Jakarta, jentik.id – Kejaksaan Agung (Kejagung) menetapkan tiga orang sebagai tersangka dalam kasus dugaan pelanggaran ekspor ilegal mineral logam tanah jarang (LTJ) atau rare earth minerals dari Batam, Kepulauan Riau.
Penetapan tersangka dilakukan setelah penyidik menyelesaikan serangkaian penyelidikan dan pemeriksaan terhadap sejumlah pihak.
Direktur Penyidikan Jaksa Agung Muda Tindak Pidana Khusus (Jampidsus), Syarief Sulaeman Nahdi, mengatakan ketiga tersangka masing-masing berinisial IS, perwakilan PT PMM, GP selaku Kepala Unit Pelayanan Pangkalpinang PT Sucofindo, serta JK yang menjabat Kepala Kantor Pelayanan dan Pengawasan Bea dan Cukai Tipe C Pangkalpinang.
“Penetapan tersangka ini dilakukan setelah penyidik melakukan serangkaian pemeriksaan.
Berdasarkan alat bukti yang cukup, tim penyidik menetapkan tiga orang sebagai tersangka,” ujar Syarief dalam konferensi pers di Kantor Kejaksaan Agung, Jakarta Selatan, Rabu (8/7/2026).
Menurut Syarief, penyidikan perkara tersebut dilaksanakan bersama Satuan Tugas Penertiban Kawasan Hutan (Satgas PKH).
Ketiga tersangka diduga memiliki peran dalam meloloskan ekspor logam tanah jarang dengan cara memanipulasi hasil uji laboratorium serta menerbitkan dokumen ekspor yang tidak sesuai dengan kondisi sebenarnya.
Kasus ini terungkap ketika tersangka IS diduga meminta GP agar pemeriksaan sampel ilmenit tidak dilakukan secara menyeluruh.
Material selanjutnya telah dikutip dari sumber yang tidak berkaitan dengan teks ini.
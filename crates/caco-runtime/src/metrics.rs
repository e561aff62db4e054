//! Metric names recorded through the `metrics` facade.
//!
//! No exporter is installed here; the host decides where metrics go.

/// Sessions currently dispatching (gauge).
pub const DISPATCHES_ACTIVE: &str = "dispatches_active";
/// Working directories with a lock entry (gauge).
pub const CWD_LOCKS_HELD: &str = "cwd_locks_held";
/// Acquire attempts refused because a busy session holds the cwd (counter).
pub const CWD_LOCK_CONFLICTS_TOTAL: &str = "cwd_lock_conflicts_total";
/// Stale locks taken over by a new session (counter).
pub const CWD_LOCK_RECLAIMS_TOTAL: &str = "cwd_lock_reclaims_total";
/// Agent-to-agent calls refused (counter, labels: rule).
pub const RUNAWAY_REJECTIONS_TOTAL: &str = "runaway_rejections_total";
/// Sessions idle and not yet viewed (gauge).
pub const SESSIONS_UNOBSERVED: &str = "sessions_unobserved";
/// Correlation contexts currently tracked (gauge).
pub const CORRELATIONS_ACTIVE: &str = "correlations_active";
//! Single-server first-come-first-served queue.

use tracing::debug;

use crate::error::{SimulationError, SimulationResult};

/// Timings of one customer through the queue.
#[derive(Debug, Clone, Copy, PartialEq)]
pub struct CustomerRecord {
    /// When the customer arrived.
    pub arrival: f64,
    /// How long the customer was served for.
    pub service: f64,
    /// When service began.
    pub start_service: f64,
    /// When service ended and the customer left.
    pub end_service: f64,
}

impl CustomerRecord {
    /// Time spent queueing before service.
    pub fn wait(&self) -> f64 {
        self.start_service - self.arrival
    }

    /// Time from arrival to departure.
    pub fn time_in_system(&self) -> f64 {
        self.end_service - self.arrival
    }
}

/// Customer records in arrival order.
#[derive(Debug, Clone, Default, PartialEq)]
pub struct Schedule {
    customers: Vec<CustomerRecord>,
}

impl Schedule {
    /// Simulate the queue over paired interarrival and service durations.
    ///
    /// Arrivals are the running sum of interarrival durations. Each customer starts service at
    /// the later of their arrival and the previous departure.
    pub fn simulate(interarrival: &[f64], service: &[f64]) -> SimulationResult<Self> {
        if interarrival.len() != service.len() {
            return Err(SimulationError::LengthMismatch {
                interarrival: interarrival.len(),
                service: service.len(),
            });
        }
        check_durations(interarrival)?;
        check_durations(service)?;

        let mut customers = Vec::with_capacity(interarrival.len());
        let mut arrival = 0.0;
        let mut last_departure = 0.0_f64;

        for (&gap, &service) in interarrival.iter().zip(service) {
            arrival += gap;
            let start_service = last_departure.max(arrival);
            let end_service = start_service + service;
            last_departure = end_service;

            customers.push(CustomerRecord {
                arrival,
                service,
                start_service,
                end_service,
            });
        }

        debug!(
            customers = customers.len(),
            last_departure, "Simulated single-server queue"
        );

        Ok(Self { customers })
    }

    /// All customers, in arrival order.
    pub fn customers(&self) -> &[CustomerRecord] {
        &self.customers
    }

    /// Number of customers served.
    pub fn len(&self) -> usize {
        self.customers.len()
    }

    /// Whether no customers were served.
    pub fn is_empty(&self) -> bool {
        self.customers.is_empty()
    }

    /// The last customer to arrive (and to leave).
    pub fn last(&self) -> Option<&CustomerRecord> {
        self.customers.last()
    }

    /// Arrival times.
    pub fn arrivals(&self) -> Vec<f64> {
        self.customers.iter().map(|c| c.arrival).collect()
    }

    /// Service start times.
    pub fn start_services(&self) -> Vec<f64> {
        self.customers.iter().map(|c| c.start_service).collect()
    }

    /// Service end times.
    pub fn end_services(&self) -> Vec<f64> {
        self.customers.iter().map(|c| c.end_service).collect()
    }

    /// Wait times.
    pub fn waits(&self) -> Vec<f64> {
        self.customers.iter().map(CustomerRecord::wait).collect()
    }
}

fn check_durations(durations: &[f64]) -> SimulationResult<()> {
    match durations
        .iter()
        .enumerate()
        .find(|(_, d)| !d.is_finite() || **d < 0.0)
    {
        Some((index, &value)) => Err(SimulationError::InvalidDuration { index, value }),
        None => Ok(()),
    }
}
Ilmenit sendiri merupakan mineral yang menjadi sumber utama titanium dan banyak ditemukan di Indonesia.
Namun, hasil pemeriksaan Satgas PKH menemukan adanya kandungan logam tanah jarang di dalam jumbo bag yang pada dokumen disebut hanya berisi ilmenit. Hingga kini, penyidik belum mengungkap secara rinci jenis logam tanah jarang yang ditemukan.
“Dengan tujuan agar kandungan mineral tanah jarang yang termasuk dalam daftar mineral strategis yang dilarang untuk diekspor tidak dimuat dalam laporan hasil uji laboratorium, sehingga dapat dijadikan dasar penerbitan dokumen ekspor,” jelas Syarief.
Ketiga tersangka telah ditahan untuk kepentingan penyidikan lebih lanjut. Kejaksaan Agung menegaskan penyidikan masih terus dikembangkan guna mengungkap kemungkinan keterlibatan pihak lain dalam perkara dugaan ekspor ilegal mineral strategis yang dinilai sebagai salah satu “harta karun” sumber daya alam Indonesia.(asy*).